A controversial imam in Australia has asked Muslims not to get the vaccine for the coronavirus disease being developed by Oxford University. Sufyaan Khalifa claimed the vaccine being developed by AstraZeneca is ‘haram’ – meaning forbidden.

Khalifa has posted a video on his YouTube channel in which he blasted the methodology adopted by AstraZeneca, which said it is making the vaccine using foetal cells of an aborted baby in the 1970s and developed in a laboratory.

“Shame on some Muslim bodies justifying the use of the vaccine. Shame on any imam who did sign this fatwah,” Khalifa said in the video.

His is the growing voice of religious figures who are against Australia’s vaccine deal with AstraZeneca. A senior Catholic archbishop had recently warned he is “deeply troubled” by the deal, saying the potential vaccine uses a fetal cell line that creates an “ethical quandary” for Christians.

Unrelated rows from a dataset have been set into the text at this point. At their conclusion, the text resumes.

//! Main Raster type

use crate::crs::CRS;
use crate::error::{Error, Result};
use crate::raster::{GeoTransform, RasterElement};
use ndarray::{s, Array2};

/// A georeferenced 2D raster grid.
///
/// Values are stored row-major as `(row, col)` alongside the affine
/// transform, an optional CRS and an optional no-data value.
///
/// # Example
///
/// ```ignore
/// use floodplain_core::Raster;
///
/// let mut dem: Raster<f64> = Raster::filled(100, 100, 250.0);
/// dem.set(10, 20, 251.5)?;
/// let z = dem.get(10, 20)?;
/// ```
#[derive(Debug, Clone)]
pub struct Raster<T: RasterElement> {
    data: Array2<T>,
    transform: GeoTransform,
    crs: Option<CRS>,
    nodata: Option<T>,
}

impl<T: RasterElement> Raster<T> {
    /// Create a new raster filled with zeros
    pub fn new(rows: usize, cols: usize) -> Self {
        Self::from_array(Array2::zeros((rows, cols)))
    }

    /// Create a new raster filled with a specific value
    pub fn filled(rows: usize, cols: usize, value: T) -> Self {
        Self::from_array(Array2::from_elem((rows, cols), value))
    }

    /// Create a raster from row-major data
    pub fn from_vec(data: Vec<T>, rows: usize, cols: usize) -> Result<Self> {
        if data.len() != rows * cols {
            return Err(Error::InvalidDimensions {
                width: cols,
                height: rows,
            });
        }

        let array = Array2::from_shape_vec((rows, cols), data)
            .map_err(|e| Error::Other(e.to_string()))?;
        Ok(Self::from_array(array))
    }

    /// Create a raster from an ndarray
    pub fn from_array(data: Array2<T>) -> Self {
        Self {
            data,
            transform: GeoTransform::default(),
            crs: None,
            nodata: None,
        }
    }

    /// Create a zeroed raster of another cell type sharing this raster's
    /// georeferencing. No-data is left unset.
    pub fn with_same_meta<U: RasterElement>(&self, rows: usize, cols: usize) -> Raster<U> {
        Raster {
            data: Array2::zeros((rows, cols)),
            transform: self.transform,
            crs: self.crs.clone(),
            nodata: None,
        }
    }

    /// Create a raster with the same dimensions and metadata, filled with a value
    pub fn like(&self, fill_value: T) -> Self {
        Self {
            data: Array2::from_elem(self.data.dim(), fill_value),
            transform: self.transform,
            crs: self.crs.clone(),
            nodata: self.nodata,
        }
    }

    pub fn rows(&self) -> usize {
        self.data.nrows()
    }

    pub fn cols(&self) -> usize {
        self.data.ncols()
    }

    /// Dimensions as (rows, cols)
    pub fn shape(&self) -> (usize, usize) {
        self.data.dim()
    }

    /// Total number of cells
    pub fn len(&self) -> usize {
        self.data.len()
    }

    /// Whether the raster is empty
    pub fn is_empty(&self) -> bool {
        self.data.is_empty()
    }

    /// Get value at (row, col)
    pub fn get(&self, row: usize, col: usize) -> Result<T> {
        self.data
            .get((row, col))
            .copied()
            .ok_or(Error::IndexOutOfBounds {
                row,
                col,
                rows: self.rows(),
                cols: self.cols(),
            })
    }

    /// Get value at (row, col) without bounds checking
    ///
    /// # Safety
    /// Caller must ensure row < self.rows() and col < self.cols()
    pub unsafe fn get_unchecked(&self, row: usize, col: usize) -> T {
        unsafe { *self.data.uget((row, col)) }
    }

    /// Set value at (row, col)
    pub fn set(&mut self, row: usize, col: usize, value: T) -> Result<()> {
        if row >= self.rows() || col >= self.cols() {
            return Err(Error::IndexOutOfBounds {
                row,
                col,
                rows: self.rows(),
                cols: self.cols(),
            });
        }
        self.data[(row, col)] = value;
        Ok(())
    }

    pub fn data(&self) -> &Array2<T> {
        &self.data
    }

    pub fn data_mut(&mut self) -> &mut Array2<T> {
        &mut self.data
    }

    /// Copy out a rectangular window as a new, correctly georeferenced raster.
    ///
    /// The window is clamped to the raster extent.
    pub fn window(&self, row_off: usize, col_off: usize, rows: usize, cols: usize) -> Raster<T> {
        let r0 = row_off.min(self.rows());
        let c0 = col_off.min(self.cols());
        let r1 = (row_off + rows).min(self.rows());
        let c1 = (col_off + cols).min(self.cols());

        let (origin_x, origin_y) = self.transform.pixel_to_geo_corner(c0, r0);
        let mut transform = self.transform;
        transform.origin_x = origin_x;
        transform.origin_y = origin_y;

        Raster {
            data: self.data.slice(s![r0..r1, c0..c1]).to_owned(),
            transform,
            crs: self.crs.clone(),
            nodata: self.nodata,
        }
    }

    pub fn transform(&self) -> &GeoTransform {
        &self.transform
    }

    pub fn set_transform(&mut self, transform: GeoTransform) {
        self.transform = transform;
    }

    pub fn crs(&self) -> Option<&CRS> {
        self.crs.as_ref()
    }

    pub fn set_crs(&mut self, crs: Option<CRS>) {
        self.crs = crs;
    }

    pub fn nodata(&self) -> Option<T> {
        self.nodata
    }

    pub fn set_nodata(&mut self, nodata: Option<T>) {
        self.nodata = nodata;
    }

    /// Cell size (assumes square cells)
    pub fn cell_size(&self) -> f64 {
        self.transform.cell_size()
    }

    /// Ground area of a single cell in CRS units squared
    pub fn cell_area(&self) -> f64 {
        self.transform.cell_area()
    }

    /// Geographic bounds (min_x, min_y, max_x, max_y)
    pub fn bounds(&self) -> (f64, f64, f64, f64) {
        self.transform.bounds(self.cols(), self.rows())
    }

    /// Convert pixel coordinates to geographic coordinates (cell center)
    pub fn pixel_to_geo(&self, col: usize, row: usize) -> (f64, f64) {
        self.transform.pixel_to_geo(col, row)
    }

    /// Convert geographic coordinates to fractional pixel coordinates
    pub fn geo_to_pixel(&self, x: f64, y: f64) -> (f64, f64) {
        self.transform.geo_to_pixel(x, y)
    }

    /// Cell `(row, col)` containing a geographic location, if inside the grid
    pub fn cell_at(&self, x: f64, y: f64) -> Option<(usize, usize)> {
        let (col, row) = self.geo_to_pixel(x, y);
        if !col.is_finite() || !row.is_finite() || col < 0.0 || row < 0.0 {
            return None;
        }
        let (row, col) = (row.floor() as usize, col.floor() as usize);
        (row < self.rows() && col < self.cols()).then_some((row, col))
    }

    /// Check if a value is no-data
    pub fn is_nodata(&self, value: T) -> bool {
        value.is_nodata(self.nodata)
    }

    /// Calculate basic statistics (min, max, mean, count of valid cells)
    pub fn statistics(&self) -> RasterStatistics<T> {
        let mut min: Option<T> = None;
        let mut max: Option<T> = None;
        let mut sum: f64 = 0.0;
        let mut count: usize = 0;

        for &value in self.data.iter() {
            if self.is_nodata(value) {
                continue;
            }

            if min.map_or(true, |m| value < m) {
                min = Some(value);
            }
            if max.map_or(true, |m| value > m) {
                max = Some(value);
            }

            if let Some(v) = value.to_f64() {
                sum += v;
                count += 1;
            }
        }

        let mean = (count > 0).then(|| sum / count as f64);

        RasterStatistics {
            min,
            max,
            mean,
            valid_count: count,
            nodata_count: self.len() - count,
        }
    }
}

/// Basic statistics for a raster
#[derive(Debug, Clone)]
pub struct RasterStatistics<T> {
    pub min: Option<T>,
    pub max: Option<T>,
    pub mean: Option<f64>,
    pub valid_count: usize,
    pub nodata_count: usize,
}
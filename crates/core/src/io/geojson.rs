//! GeoJSON feature collections
//!
//! Projected data in GeoJSON predates RFC 7946, so the legacy top-level
//! `crs` member (`{"type": "name", "properties": {"name": "EPSG:26911"}}`)
//! is read on input and written on output.

use crate::crs::CRS;
use crate::error::Result;
use crate::vector::{AttributeValue, Feature, FeatureCollection};
use geojson::{feature::Id, GeoJson, JsonObject, JsonValue};
use serde_json::json;
use std::fs;
use std::path::Path;

/// Read a GeoJSON file into features plus the declared CRS, if any
pub fn read_geojson<P: AsRef<Path>>(path: P) -> Result<(FeatureCollection, Option<CRS>)> {
    let text = fs::read_to_string(path.as_ref())?;
    read_geojson_str(&text)
}

/// Parse GeoJSON text. A bare Feature or Geometry is wrapped into a
/// one-element collection.
pub fn read_geojson_str(text: &str) -> Result<(FeatureCollection, Option<CRS>)> {
    let parsed: GeoJson = text.parse()?;

    let (features, crs) = match parsed {
        GeoJson::FeatureCollection(fc) => {
            let crs = fc.foreign_members.as_ref().and_then(crs_member);
            (fc.features, crs)
        }
        GeoJson::Feature(f) => {
            let crs = f.foreign_members.as_ref().and_then(crs_member);
            (vec![f], crs)
        }
        GeoJson::Geometry(g) => (vec![geojson::Feature::from(g)], None),
    };

    let collection = features
        .into_iter()
        .map(convert_feature)
        .collect::<Result<FeatureCollection>>()?;
    Ok((collection, crs))
}

/// Serialize features as a GeoJSON FeatureCollection string
pub fn to_geojson_string(features: &FeatureCollection, crs: Option<&CRS>) -> String {
    let out: Vec<geojson::Feature> = features.iter().map(export_feature).collect();

    let foreign_members = crs.map(|crs| {
        let mut members = JsonObject::new();
        members.insert(
            "crs".to_string(),
            json!({ "type": "name", "properties": { "name": crs.identifier() } }),
        );
        members
    });

    GeoJson::FeatureCollection(geojson::FeatureCollection {
        bbox: None,
        features: out,
        foreign_members,
    })
    .to_string()
}

/// Write features to a GeoJSON file
pub fn write_geojson<P: AsRef<Path>>(path: P, features: &FeatureCollection, crs: Option<&CRS>) -> Result<()> {
    fs::write(path.as_ref(), to_geojson_string(features, crs))?;
    Ok(())
}

fn crs_member(members: &JsonObject) -> Option<CRS> {
    let name = members.get("crs")?.get("properties")?.get("name")?.as_str()?;
    CRS::parse(name)
}

fn convert_feature(feature: geojson::Feature) -> Result<Feature> {
    let geometry = feature
        .geometry
        .map(geo_types::Geometry::<f64>::try_from)
        .transpose()?;

    let id = feature.id.map(|id| match id {
        Id::String(s) => s,
        Id::Number(n) => n.to_string(),
    });

    let properties = feature
        .properties
        .unwrap_or_default()
        .into_iter()
        .map(|(k, v)| (k, attribute_from_json(v)))
        .collect();

    Ok(Feature {
        geometry,
        properties,
        id,
    })
}

fn export_feature(feature: &Feature) -> geojson::Feature {
    let properties: JsonObject = feature
        .properties
        .iter()
        .map(|(k, v)| (k.clone(), attribute_to_json(v)))
        .collect();

    geojson::Feature {
        bbox: None,
        geometry: feature
            .geometry
            .as_ref()
            .map(|g| geojson::Geometry::new(geojson::Value::from(g))),
        id: feature.id.clone().map(Id::String),
        properties: Some(properties),
        foreign_members: None,
    }
}

fn attribute_from_json(value: JsonValue) -> AttributeValue {
    match value {
        JsonValue::Null => AttributeValue::Null,
        JsonValue::Bool(b) => AttributeValue::Bool(b),
        JsonValue::Number(n) => match n.as_i64() {
            Some(i) => AttributeValue::Int(i),
            None => AttributeValue::Float(n.as_f64().unwrap_or(f64::NAN)),
        },
        JsonValue::String(s) => AttributeValue::String(s),
        other => AttributeValue::String(other.to_string()),
    }
}

fn attribute_to_json(value: &AttributeValue) -> JsonValue {
    match value {
        AttributeValue::Null => JsonValue::Null,
        AttributeValue::Bool(b) => JsonValue::Bool(*b),
        AttributeValue::Int(i) => json!(i),
        AttributeValue::Float(f) => serde_json::Number::from_f64(*f)
            .map(JsonValue::Number)
            .unwrap_or(JsonValue::Null),
        AttributeValue::String(s) => JsonValue::String(s.clone()),
    }
}

impl From<&Feature> for geojson::Feature {
    fn from(feature: &Feature) -> Self {
        export_feature(feature)
    }
}

#[cfg(test)]
mod tests {
    use super::*;
    use crate::error::Error;
    use geo_types::Geometry;

    const NETWORK: &str = r#"{
        "type": "FeatureCollection",
        "crs": { "type": "name", "properties": { "name": "urn:ogc:def:crs:EPSG::26911" } },
        "features": [
            { "type": "Feature", "id": 17,
              "properties": { "ReachID": 17, "GNIS_Name": "Asotin Creek", "Slope": 0.012 },
              "geometry": { "type": "LineString", "coordinates": [[0.0, 0.0], [100.0, 5.0]] } },
            { "type": "Feature",
              "properties": null,
              "geometry": { "type": "MultiLineString", "coordinates": [[[100.0, 5.0], [180.0, 9.0]], [[180.0, 9.0], [250.0, 0.0]]] } }
        ]
    }"#;

    #[test]
    fn test_read_network_with_crs() {
        let (fc, crs) = read_geojson_str(NETWORK).unwrap();
        assert_eq!(crs.and_then(|c| c.epsg()), Some(26911));
        assert_eq!(fc.len(), 2);

        let first = &fc.features[0];
        assert_eq!(first.id.as_deref(), Some("17"));
        assert_eq!(first.get_property("ReachID"), Some(&AttributeValue::Int(17)));
        assert_eq!(first.get_property("Slope"), Some(&AttributeValue::Float(0.012)));
        assert!(matches!(first.geometry, Some(Geometry::LineString(_))));
        assert!(matches!(fc.features[1].geometry, Some(Geometry::MultiLineString(_))));
        assert!(fc.features[1].properties.is_empty());
    }

    #[test]
    fn test_write_then_read_keeps_crs_and_attributes() {
        let (fc, crs) = read_geojson_str(NETWORK).unwrap();
        let dir = tempfile::tempdir().unwrap();
        let path = dir.path().join("network.geojson");
        write_geojson(&path, &fc, crs.as_ref()).unwrap();

        let (back, back_crs) = read_geojson(&path).unwrap();
        assert_eq!(back_crs.and_then(|c| c.epsg()), Some(26911));
        assert_eq!(back.len(), 2);
        assert_eq!(
            back.features[0].get_property("GNIS_Name"),
            Some(&AttributeValue::String("Asotin Creek".into()))
        );
    }

    #[test]
    fn test_invalid_json_is_an_error() {
        assert!(matches!(read_geojson_str("{ not json"), Err(Error::GeoJson(_))));
    }
}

Sydney Archbishop Anthony Fisher wrote a letter to Prime Minister Scott Morrison outlining concerns of some Christians over the vaccine’s apparent use of a cell line derived from an elective abortion performed decades ago. The letter was signed by Anglican and Greek Orthodox religious leaders.

It also urged Morrison to pursue other “ethical” vaccine candidates to ensure religious objectors have a choice.

Referring to the objection raised by the Catholic bodies, Imam Khalifa lashed out at Muslim bodies in Australia. “The Catholics have stood up against this clearly because they know it’s haram, it’s unlawful. But you stand with the government instead,” the Perth-based imam said.

Australia earlier this month announced a deal with AstraZeneca to manufacture the “promising” vaccine if it is proven safe and effective, with plans to offer it for free to the entire population.

Some of the officials in Australia have said that they respect the sentiments of religioous communities. An Australian government spokerperson had said that they are “investing in research and technology that we hope will produce a range of vaccines that will be suitable for as many Australians as possible”.

Among those is the University of Queensland’s vaccine candidate, which the official said does not contain fetal cell lines and has received Aus $5 million in government funding.

It is currently in Phase 1 efficacy trials, while the Oxford vaccine is among a handful globally that have reached Phase 3.